An overall organisational training needs assessment should be a very comprehensive examination of what is currently being trained, what knowledge, skills, and abilities should be added to a training programme, and what may need to be added in the future.
Areas of assessment and assessment methods can differ from subject to subject within the organisation, and most certainly differ between organisations themselves. You can easily categorise your organisation’s needs into a few areas. First, a ‘felt’ or perceived need is an overall desire for improvement in a certain subject area.
For example, management may point out that customer service complaints have risen. There may not be a direct link to the training programme, but the identification of a rise in complaints is a perceived need.
Next, comparative needs are those needs that are discovered by comparing the training audience to a set of criteria, either internal or external. For example, hard‐number production reports may tell you that a certain target audience is not meeting its goals.
Third, an identified need occurs in response to a failure of some type, such as not meeting goals for a set time period. Identified needs can also be so‐called “critical incident” needs, which occur because of a catastrophic failure such as a factory explosion, a regulatory breach, or even a natural disaster.
The final needs category is future or anticipated needs, which are obviously needs that will occur based on organisational changes, such as new products, new services, or mergers and acquisitions. Although this is a very simple view of the needs you may encounter, it serves as a starting point for the organisation’s overall needs analysis.
Needs can also be related to tasks or jobs, for example if an identified or critical incident need appears, it may be because of gaps in job or task performance, which may point to training gaps.
Needs assessment and analysis methods vary widely based on the organisation, its goals, the timeline for the intervention, and staffing and budget.

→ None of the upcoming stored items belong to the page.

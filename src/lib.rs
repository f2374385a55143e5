//! Sensor reading store and time series aggregation for smart-city dashboards.
//!
//! Readings of streetlight, pedestrian, traffic and environmental sensors are
//! bucketed into fixed 15-minute windows and averaged per sensor type, producing
//! a sparse, time-ordered series that can be handed to a chart as JSON.
//!
//! The pipeline has three stages:
//!
//! - a [`TimeRange`] (`24h`, `7d`, `30d`, `1y`) resolves to a start instant
//! - a [`ReadingSource`] returns the readings since that instant
//! - the aggregator ([`agg::aggregate`]) buckets and averages them
//!
//! Readings can come from memory ([`MemorySource`]) or from the embedded
//! [`Database`], which uses <https://github.com/fjall-rs/fjall> as its storage engine.
//!
//! ```
//! use chrono::{TimeZone, Utc};
//! use streetpulse::{agg::aggregate, Reading, SensorType};
//!
//! let at = |m| Utc.with_ymd_and_hms(2024, 5, 1, 10, m, 0).unwrap();
//!
//! let readings = [
//!     Reading::new("t-1", SensorType::Traffic, 10.0, at(2)),
//!     Reading::new("t-2", SensorType::Traffic, 20.0, at(7)),
//!     Reading::new("t-1", SensorType::Traffic, 100.0, at(20)),
//!     Reading::new("p-1", SensorType::Pedestrian, 5.0, at(1)),
//! ];
//!
//! let rows = aggregate(&readings)?;
//!
//! assert_eq!(
//!     r#"[{"timestamp":"2024-05-01T10:00:00.000Z","PEDESTRIAN":5.0,"TRAFFIC":15.0},{"timestamp":"2024-05-01T10:15:00.000Z","TRAFFIC":100.0}]"#,
//!     serde_json::to_string(&rows)?,
//! );
//!
//! # Ok::<(), Box<dyn std::error::Error>>(())
//! ```

#![forbid(unsafe_code)]
#![deny(clippy::all, missing_docs)]
#![deny(clippy::unwrap_used)]
#![warn(clippy::indexing_slicing)]
#![warn(clippy::pedantic, clippy::nursery)]
#![warn(clippy::expect_used)]
#![allow(clippy::missing_const_for_fn)]
#![warn(clippy::result_unit_err)]

/// Bucketing and aggregation of readings.
pub mod agg;

mod db;
mod db_builder;
mod error;
mod key;
mod range;
mod reading;
mod sensor;
mod source;
mod time;

type HashMap<K, V> = std::collections::HashMap<K, V, rustc_hash::FxBuildHasher>;

pub use agg::{SensorStats, TimeSeriesQuery, TimeSeriesRow};
pub use db::Database;
pub use db_builder::{Builder, DEFAULT_RECENT_LIMIT, MAX_RECENT_LIMIT};
pub use error::{Error, Result, ValidationError, ValidationErrorKind};
pub use range::{resolve_start, TimeRange};
pub use reading::{validate_all, NewReading, RawReading, Reading, ReadingWithSensor, StoredReading};
pub use sensor::{parse_sensor_types, NewSensor, Sensor, SensorType, SensorWithLatestReading};
pub use source::{MemorySource, ReadingSource};
pub use time::{format_iso, now, truncate, BUCKET_WIDTH_SECS};

/// Value of a reading
///
/// Sums are accumulated in this type as well, so it is always 64-bit.
pub type Value = f64;
use crate::error::{ValidationError, ValidationErrorKind};
use crate::sensor::{Sensor, SensorType};
use crate::Value;
use chrono::{DateTime, Utc};
use serde::{Deserialize, Serialize};

pub(crate) const DEFAULT_UNIT: &str = "unit";

/// One timestamped observation, annotated with its sensor's type.
///
/// This is what the aggregator consumes.
#[derive(Clone, Debug, PartialEq)]
pub struct Reading {
    /// Sensor that produced the reading
    pub sensor_id: String,

    /// Type of that sensor
    pub sensor_type: SensorType,

    /// Observed value
    pub value: Value,

    /// Observation time
    pub timestamp: DateTime<Utc>,
}

impl Reading {
    /// Creates a reading.
    #[must_use]
    pub fn new<S: Into<String>>(
        sensor_id: S,
        sensor_type: SensorType,
        value: Value,
        timestamp: DateTime<Utc>,
    ) -> Self {
        Self {
            sensor_id: sensor_id.into(),
            sensor_type,
            value,
            timestamp,
        }
    }
}

/// A reading as it arrives over the wire, before validation.
///
/// ```
/// use streetpulse::{RawReading, SensorType};
///
/// let raw: RawReading = serde_json::from_str(r#"{
///     "sensorId": "s-1",
///     "sensorType": "TRAFFIC",
///     "value": 42.0,
///     "timestamp": "2024-05-01T10:02:00.000Z"
/// }"#)?;
///
/// let reading = raw.validate(0)?;
/// assert_eq!(SensorType::Traffic, reading.sensor_type);
///
/// # Ok::<(), Box<dyn std::error::Error>>(())
/// ```
#[derive(Clone, Debug, Default, Deserialize)]
#[serde(rename_all = "camelCase")]
pub struct RawReading {
    /// Sensor that produced the reading
    pub sensor_id: Option<String>,

    /// Upper-case sensor type name
    pub sensor_type: Option<String>,

    /// Observed value
    pub value: Option<Value>,

    /// RFC 3339 timestamp
    pub timestamp: Option<String>,
}

impl RawReading {
    /// Turns a wire record into a [`Reading`].
    ///
    /// `index` is the record's position in its input, used to identify it in errors.
    ///
    /// # Errors
    ///
    /// Returns an error if a field is missing, the sensor type is unknown,
    /// the timestamp does not parse, or the value is not finite.
    pub fn validate(self, index: usize) -> Result<Reading, ValidationError> {
        let sensor_id = self.sensor_id.ok_or_else(|| {
            ValidationError::new(index, None, ValidationErrorKind::MissingField("sensorId"))
        })?;
        let fail = |kind: ValidationErrorKind| ValidationError::new(index, Some(&sensor_id), kind);

        let sensor_type = self
            .sensor_type
            .ok_or_else(|| fail(ValidationErrorKind::MissingField("sensorType")))?
            .parse::<SensorType>()
            .map_err(fail)?;

        let value = self
            .value
            .ok_or_else(|| fail(ValidationErrorKind::MissingField("value")))?;

        if !value.is_finite() {
            return Err(fail(ValidationErrorKind::NonFiniteValue(value)));
        }

        let timestamp = self
            .timestamp
            .ok_or_else(|| fail(ValidationErrorKind::MissingField("timestamp")))?;

        let timestamp = DateTime::parse_from_rfc3339(&timestamp)
            .map_err(|_| fail(ValidationErrorKind::InvalidTimestamp(timestamp.clone())))?
            .with_timezone(&Utc);

        Ok(Reading {
            sensor_id,
            sensor_type,
            value,
            timestamp,
        })
    }
}

/// Validates a batch of wire records, failing on the first bad one.
///
/// # Errors
///
/// Returns the first record's error; no partial result is returned.
pub fn validate_all<I: IntoIterator<Item = RawReading>>(
    raw: I,
) -> Result<Vec<Reading>, ValidationError> {
    raw.into_iter()
        .enumerate()
        .map(|(idx, r)| r.validate(idx))
        .collect()
}

/// Input for storing a reading.
#[derive(Clone, Debug, Deserialize)]
#[serde(rename_all = "camelCase")]
pub struct NewReading {
    /// Sensor that produced the reading
    pub sensor_id: String,

    /// Observed value
    pub value: Value,

    /// Observation time
    pub timestamp: DateTime<Utc>,

    /// Unit of the value, defaults to `unit`
    #[serde(default)]
    pub unit: Option<String>,
}

impl NewReading {
    /// Creates a reading without unit.
    #[must_use]
    pub fn new<S: Into<String>>(sensor_id: S, value: Value, timestamp: DateTime<Utc>) -> Self {
        Self {
            sensor_id: sensor_id.into(),
            value,
            timestamp,
            unit: None,
        }
    }

    /// Sets the unit.
    #[must_use]
    pub fn unit<S: Into<String>>(mut self, unit: S) -> Self {
        self.unit = Some(unit.into());
        self
    }
}

/// A reading as kept by the store.
#[derive(Clone, Debug, PartialEq, Serialize, Deserialize)]
#[serde(rename_all = "camelCase")]
pub struct StoredReading {
    /// Sensor that produced the reading
    pub sensor_id: String,

    /// Observed value
    pub value: Value,

    /// Unit of the value
    pub unit: String,

    /// Observation time
    pub timestamp: DateTime<Utc>,
}

/// A stored reading together with its sensor.
#[derive(Clone, Debug, PartialEq, Serialize)]
#[serde(rename_all = "camelCase")]
pub struct ReadingWithSensor {
    /// The reading
    #[serde(flatten)]
    pub reading: StoredReading,

    /// The sensor that produced it
    pub sensor: Sensor,
}
#![doc = include_str!("../README.md")]
#![doc(issue_tracker_base_url = "https://github.com/factordynamics/ember/issues/")]
#![cfg_attr(docsrs, feature(doc_cfg, doc_auto_cfg))]
#![warn(missing_docs)]
#![forbid(unsafe_code)]

pub mod export;
pub mod report;

pub use export::{ExportError, ExportFormat, Exporter};
pub use report::{Artifact, Coverage, ReportBuilder, ReportError, RunReport};
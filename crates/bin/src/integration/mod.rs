//! Pipeline wiring for the `ember` binary.
//!
//! Stages are composed from the library crates; this module only sequences
//! them and reports progress.

pub(crate) mod data_pipeline;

Competency identification is another way to assess needs, especially if you are starting from scratch. For example, you may be charged with creating a comprehensive training programme for an entire department or family of jobs where no training currently exists. In this situation, stakeholders, managers, and the people who perform the work can be asked to identify competency areas and the skills that fall under those competencies.
Measurements may be goals, reports, or other data that point to skills gaps. Many times, an operational measurement may be the most concrete identification of a training need. Before you begin assessing various organisational areas for training needs, it’s a good idea to start with training that already exists. Determine the framework for the needs assessment in relation to existing programmes.
What is the scope of changes required? A simple departmental checklist could become a full‐blown course that reaches across various levels of the organisation. Or, it may be something that can stay within its individual department.
Also, look closely at the current delivery method. Can anything that currently exists in a classroom format be converted to a blended or online format? Consider this question in the opposite form: are blended, online, or classroom courses wasting time that could be spent on‐the‐job with a checklist and daily coaching sessions?
Another aspect to consider is whether existing training programmes should be discontinued altogether in order to make room for new or improved programmes?
These are difficult questions to answer, but in order to begin your organisational assessment on strong footing they are necessary.